My name is Daniel Squadron, and I represent the New York State Senate 26th District. My district includes the Brooklyn neighborhoods of Brooklyn Heights, Carroll Gardens, Cobble Hill, the Columbia Waterfront, DUMBO, Downtown Brooklyn, Fulton Ferry, Greenpoint, the Navy Yard, Vinegar Hill, and Williamsburg, and the Manhattan neighborhoods of Battery Park City, Chinatown, the East and South Village, the Financial District, Little Italy, the Lower East Side, SoHo, and Tribeca.
As the ranking member of the State Senate Codes Committee, and the sponsor of Kalief’s Law (S.5988/A.8296 - Aubry), I would like to thank Councilmember Lancman for following-up on my request to hold a hearing on speedy trial reform, as well as the opportunity to submit testimony today.
I am sure we are all familiar with the tragic case of Kalief Browder, a 16-year-old arrested for stealing a backpack who spent over three years in pre-trial detention at Rikers. In those three years, Kalief had over thirty court appearances. He continued to maintain his innocence as days turned into months, which turned into years. Eventually, the charges were dropped and Kalief was released. He committed suicide last year.
Chair Lancman has correctly cited New York’s broken speedy trial statute as being unique to New York and allowing "parties to game the system.” Currently, prosecutors are able to stop the speedy trial clock in different ways. For example, prosecutors can declare themselves “ready” for trial to stop the clock. When the scheduled hearing date rolls around, prosecutors can declare that they are no longer ready, asking for a small number of days before "readiness." While this may have a legitimate basis, like witness availability, it may be based on the understanding that court congestion guarantees the next available trial date will be weeks or months off. But only the delays requested are counted against the clock.
Kalief’s Law would stop parties from "gaming the system" by requiring prosecutors to show evidence that they are in fact “ready” for trial. Among other reforms, it would tie trial “readiness” to discovery requirements and allow the court to reduce undue delay by requiring court approval for exclusions related to a change in “readiness.” This would push the system to protect the guaranteed speedy trials rights of the accused, while permitting the court flexibility when the facts warrant additional time.
I urge Chair Lancman and the committee to consider the broader impact of the state's speedy trial statute, including on court resources. Multiple adjournments, which the current statute allows without consequence, further clog the strained system. Concerns around our justice system’s judicial and personnel resources are valid. However, addressing that symptom requires also addressing the causes, including the current ability to claim “readiness” without certifying that the claim is real (as described above).
The Chair also points out that the “strain and hassle” of multiple unproductive courtroom appearances causes defendants to “trade the pursuit of justice for the relief of closure.” As the Chair acknowledges, this is partly because misdemeanor cases in NYC take much longer than the state’s statute intends, which also connects to astronomical plea deal rates.
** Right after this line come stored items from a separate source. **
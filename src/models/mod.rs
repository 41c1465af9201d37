// src/models/mod.rs

//! Domain models for the reports client.
//!
//! This module contains all data structures used throughout the application,
//! organized by their primary purpose.

mod achievement;
mod config;
mod report;
mod student;

// Re-export all public types
pub use achievement::{Achievement, CreatedAchievement, LinkStatus, NewAchievement};
pub use config::{ApiConfig, BranchMapping, Config, OutputConfig};
pub use report::{
    AVAILABLE_COLUMNS, ColumnDefinition, DOWNLOAD_PDF_PATH, DeliveryOutcome, EXCEL_REPORT_PATH,
    PDF_REPORT_PATH, PREVIEW_PDF_PATH, PdfGenerationType, ReportFormat, ReportKind, ReportRequest,
    find_column,
};
pub use student::{StudentFilter, StudentRecord};
pub(crate) use student::StudentListing;
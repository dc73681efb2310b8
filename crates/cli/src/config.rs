//! Configuration loading from `toolchat.toml` or `config.json`.

use runtime::{DirectiveSet, DirectiveTool, ModelEndpoint};
use serde::Deserialize;
use std::path::Path;

/// Top-level configuration.
#[derive(Debug, Clone, Deserialize)]
pub struct Config {
    /// Script or binary the tool host runs.
    pub entrypoint: String,

    /// Interpreter used to launch the entrypoint. Empty runs it directly.
    #[serde(default = "default_launcher")]
    pub launcher: String,

    /// Extra arguments passed after the entrypoint.
    #[serde(default)]
    pub args: Vec<String>,

    /// Generation models; the first is the default.
    #[serde(default)]
    pub models: Vec<ModelEndpoint>,

    /// Number of turns included in each prompt.
    #[serde(default = "default_history_window")]
    pub history_window: usize,

    /// Upper bound on one generation request.
    #[serde(default = "default_request_timeout_secs")]
    pub request_timeout_secs: u64,

    /// Tools the backend may request with a directive.
    #[serde(default = "default_directives")]
    pub directives: Vec<DirectiveConfig>,
}

/// A tool name and the parameter its argument is passed under.
#[derive(Debug, Clone, Deserialize)]
pub struct DirectiveConfig {
    pub tool: String,
    pub parameter: String,
}

fn default_launcher() -> String {
    "python".to_string()
}

fn default_history_window() -> usize {
    runtime::history::DEFAULT_WINDOW
}

fn default_request_timeout_secs() -> u64 {
    runtime::gateway::DEFAULT_TIMEOUT.as_secs()
}

fn default_directives() -> Vec<DirectiveConfig> {
    DirectiveSet::default()
        .tools()
        .iter()
        .map(|t| DirectiveConfig {
            tool: t.name.clone(),
            parameter: t.parameter.clone(),
        })
        .collect()
}

impl Config {
    /// Load configuration, choosing the format by file extension.
    pub fn load(path: impl AsRef<Path>) -> Result<Self, ConfigError> {
        let path = path.as_ref();
        let content = std::fs::read_to_string(path)?;
        match path.extension().and_then(|e| e.to_str()) {
            Some("json") => Self::parse_json(&content),
            _ => Self::parse(&content),
        }
    }

    /// Parse configuration from a TOML string.
    pub fn parse(toml: &str) -> Result<Self, ConfigError> {
        toml::from_str::<Self>(toml)
            .map_err(|e| ConfigError::Parse(e.to_string()))?
            .validate()
    }

    /// Parse configuration from a JSON string.
    pub fn parse_json(json: &str) -> Result<Self, ConfigError> {
        serde_json::from_str::<Self>(json)
            .map_err(|e| ConfigError::Parse(e.to_string()))?
            .validate()
    }

    fn validate(self) -> Result<Self, ConfigError> {
        if self.models.is_empty() {
            return Err(ConfigError::NoModels);
        }
        if self.entrypoint.trim().is_empty() {
            return Err(ConfigError::MissingEntrypoint);
        }
        if self.history_window == 0 {
            return Err(ConfigError::InvalidWindow);
        }
        Ok(self)
    }

    /// The default model record.
    pub fn default_model(&self) -> &ModelEndpoint {
        &self.models[0]
    }

    /// Command and arguments that start the tool host.
    pub fn tool_host_command(&self) -> (String, Vec<String>) {
        let mut args = Vec::with_capacity(self.args.len() + 1);
        if self.launcher.is_empty() {
            args.extend(self.args.iter().cloned());
            (self.entrypoint.clone(), args)
        } else {
            args.push(self.entrypoint.clone());
            args.extend(self.args.iter().cloned());
            (self.launcher.clone(), args)
        }
    }

    pub fn directive_set(&self) -> DirectiveSet {
        DirectiveSet::new(
            self.directives
                .iter()
                .map(|d| DirectiveTool::new(&d.tool, &d.parameter))
                .collect(),
        )
    }
}

#[derive(Debug, thiserror::Error)]
pub enum ConfigError {
    #[error("failed to read config: {0}")]
    Io(#[from] std::io::Error),

    #[error("failed to parse config: {0}")]
    Parse(String),

    #[error("no models configured: add at least one [[models]] entry")]
    NoModels,

    #[error("entrypoint must name the tool host to launch")]
    MissingEntrypoint,

    #[error("history_window must be at least 1")]
    InvalidWindow,
}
Kalief’s Law would change this. By clarifying that time attributable to court congestion should be counted against the speedy trial clock, it would ensure that defendants are not “paying” for court congestion as they do today.
The impacts of this broken law are felt far beyond the accused. In the New York Times’ recent account of stabbing-victim Alfredo Allen, the troubling impact on victims was also brought to light. The Allen family waited nearly four years for the disposition of Alfredo’s attackers’ case. With medical bills piling up, the Allens had critical interest in that trial’s conclusion. Beyond justice, they needed the trial to conclude to take civil action to cover Alfredo’s substantial medical costs. Unlike the lengthy delays in the criminal system, civil settlement took less than two months from the conclusion of the criminal trial.
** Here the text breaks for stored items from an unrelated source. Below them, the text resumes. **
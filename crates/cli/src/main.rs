mod config;
mod error;

use std::io::{self, Write};
use std::path::PathBuf;
use std::time::Duration;

use clap::{Parser, Subcommand};
use runtime::{McpToolHost, OllamaBackend, Session, ToolDescriptor, ToolHost, console};
use tracing::info;
use tracing_subscriber::EnvFilter;

use config::{Config, ConfigError};
use error::{Error, Result};

const CONFIG_FILE: &str = "toolchat.toml";
const LEGACY_CONFIG_FILE: &str = "config.json";

#[derive(Parser)]
#[command(name = "toolchat")]
#[command(about = "Chat with a local model that can call MCP tools", long_about = None)]
#[command(version)]
struct Cli {
    /// Configuration file (TOML, or JSON by extension)
    #[arg(short, long, global = true)]
    config: Option<PathBuf>,

    /// Increase log verbosity (-v info, -vv debug); RUST_LOG takes precedence
    #[arg(short, long, action = clap::ArgAction::Count, global = true)]
    verbose: u8,

    #[command(subcommand)]
    command: Option<Commands>,
}

#[derive(Subcommand)]
enum Commands {
    /// Start an interactive chat session
    Chat {
        /// Model to use instead of the first configured one
        #[arg(short, long)]
        model: Option<String>,
    },
}

#[tokio::main(flavor = "current_thread")]
async fn main() {
    let cli = Cli::parse();
    init_tracing(cli.verbose);

    if let Err(e) = run(cli).await {
        eprintln!("Error: {e}");
        std::process::exit(1);
    }
}

fn init_tracing(verbose: u8) {
    let default = match verbose {
        0 => "warn",
        1 => "info",
        _ => "debug",
    };
    let filter = EnvFilter::try_from_default_env().unwrap_or_else(|_| EnvFilter::new(default));
    tracing_subscriber::fmt()
        .with_env_filter(filter)
        .with_writer(io::stderr)
        .init();
}

async fn run(cli: Cli) -> Result<()> {
    let config = load_config(cli.config)?;

    match cli.command {
        Some(Commands::Chat { model }) => cmd_chat(&config, model).await,
        None => cmd_chat(&config, None).await,
    }
}

async fn cmd_chat(config: &Config, model: Option<String>) -> Result<()> {
    let model_name = model
        .clone()
        .unwrap_or_else(|| config.default_model().name.clone());
    println!("Starting tool chat with {model_name}...");
    println!("{}", "-".repeat(60));

    let tools = bootstrap(config).await?;
    print_catalog(tools.catalog())?;

    let backend = OllamaBackend::from_models(&config.models)
        .ok_or(ConfigError::NoModels)?
        .timeout(Duration::from_secs(config.request_timeout_secs))
        .build();
    info!(
        model = model_name.as_str(),
        timeout_secs = config.request_timeout_secs,
        window = config.history_window,
        "backend ready"
    );

    let mut session = Session::new(backend, tools)
        .with_directives(config.directive_set())
        .with_window(config.history_window);
    if let Some(model) = model {
        session = session.with_model(model);
    }

    console::banner(io::stdout())?;
    let outcome = console::run(&mut session, io::stdin().lock(), io::stdout()).await;

    session.into_tools().shutdown().await;
    Ok(outcome?)
}

async fn bootstrap(config: &Config) -> Result<McpToolHost> {
    let (command, args) = config.tool_host_command();
    let mut tools = McpToolHost::spawn(command, args).await?;
    tools.bootstrap().await?;
    Ok(tools)
}

fn print_catalog(catalog: &[ToolDescriptor]) -> Result<()> {
    let mut stdout = io::stdout();
    writeln!(stdout, "\nAvailable tools from the tool host:")?;
    if catalog.is_empty() {
        writeln!(stdout, "  (none)")?;
    }
    for tool in catalog {
        writeln!(stdout, "  - {}: {}", tool.name, tool.description)?;
    }
    Ok(())
}

fn load_config(explicit: Option<PathBuf>) -> Result<Config> {
    if let Some(path) = explicit {
        return Ok(Config::load(path)?);
    }

    let toml = PathBuf::from(CONFIG_FILE);
    let json = PathBuf::from(LEGACY_CONFIG_FILE);
    if toml.exists() {
        Ok(Config::load(toml)?)
    } else if json.exists() {
        Ok(Config::load(json)?)
    } else {
        Err(Error::ConfigNotFound { toml, json })
    }
}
This hearing addresses important issues like inadequate and inequitable justice resources and distribution, and needed administrative changes. I would like to thank Chair Lancman for joining the critical task of statutory reform. Fixing other issues would certainly be positive, but unless we also fix our state's broken speedy trial laws, we have only applied a band aid. The intense level of focus means we have the opportunity for comprehensive reforms, many of which I support. But we must go beyond administrative fixes, to the core statutory causes. Kalief’s Law is critical to fixing our speedy trial crisis.
A functional speedy trial law is not just a constitutional mandate, but clearly also a moral one.
Thank you again for the opportunity to provide testimony today.